1. Try to sleep in a position which helps you maintain the curves in your neck and back. Sleeping on your back is the most ergonomically correct sleeping position, as long as you are using the right type of pillow. If you sleep on your back, you’ve won half the battle. Make sure to use a thinner but supportive pillow. If you use a thick pillow or multiple pillows, they can stretch and strain your neck muscles.
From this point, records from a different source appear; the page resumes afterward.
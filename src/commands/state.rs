//! Shared application state handed to every command.

use std::sync::Arc;

use crate::config::AggregatorConfig;
use crate::core::UsageAggregator;
use crate::platform::{AppCatalog, IconEncoder, PermissionGate, StatsProvider};

/// Shared application state. Holds no per-request data.
pub struct AppState {
    pub aggregator: Arc<UsageAggregator>,
}

impl AppState {
    pub fn new(
        stats: Arc<dyn StatsProvider>,
        catalog: Arc<dyn AppCatalog>,
        icons: Arc<dyn IconEncoder>,
        permissions: Arc<dyn PermissionGate>,
        config: AggregatorConfig,
    ) -> Self {
        Self {
            aggregator: Arc::new(UsageAggregator::new(
                stats,
                catalog,
                icons,
                permissions,
                config,
            )),
        }
    }
}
Your head needs to be in a neutral position for the 8 hours that you sleep, and multiple pillows under your head only bring your head forward and can cause a variety of problems.
2. If you are a side sleeper and are having a hard time switching to sleeping on your back, all you have to do is use a few pillows to modify your sleeping posture for better and restful sleep, less aches, and more energy during the day. Use a thicker pillow for your head; since you sleep on your side, you want to create the most neutral position for your head with a thicker pillow to support your neck and head. Also add another pillow in between your knees to create symmetry and a better posture. This will help take any pressure off your lower back and hip.
3. If you sleep on your stomach, do everything in your power not to. This is the worse sleeping posture and there’s not much to modify here. Keep in mind, it may take months to train your body to change and or modify your sleeping posture, but it is doable.
4. Finally, when standing up from the lying position, turn on your side, draw up both knees and swing your legs on the side of the bed. Sit up by pushing yourself up with your hands. Avoid bending forward at your waist.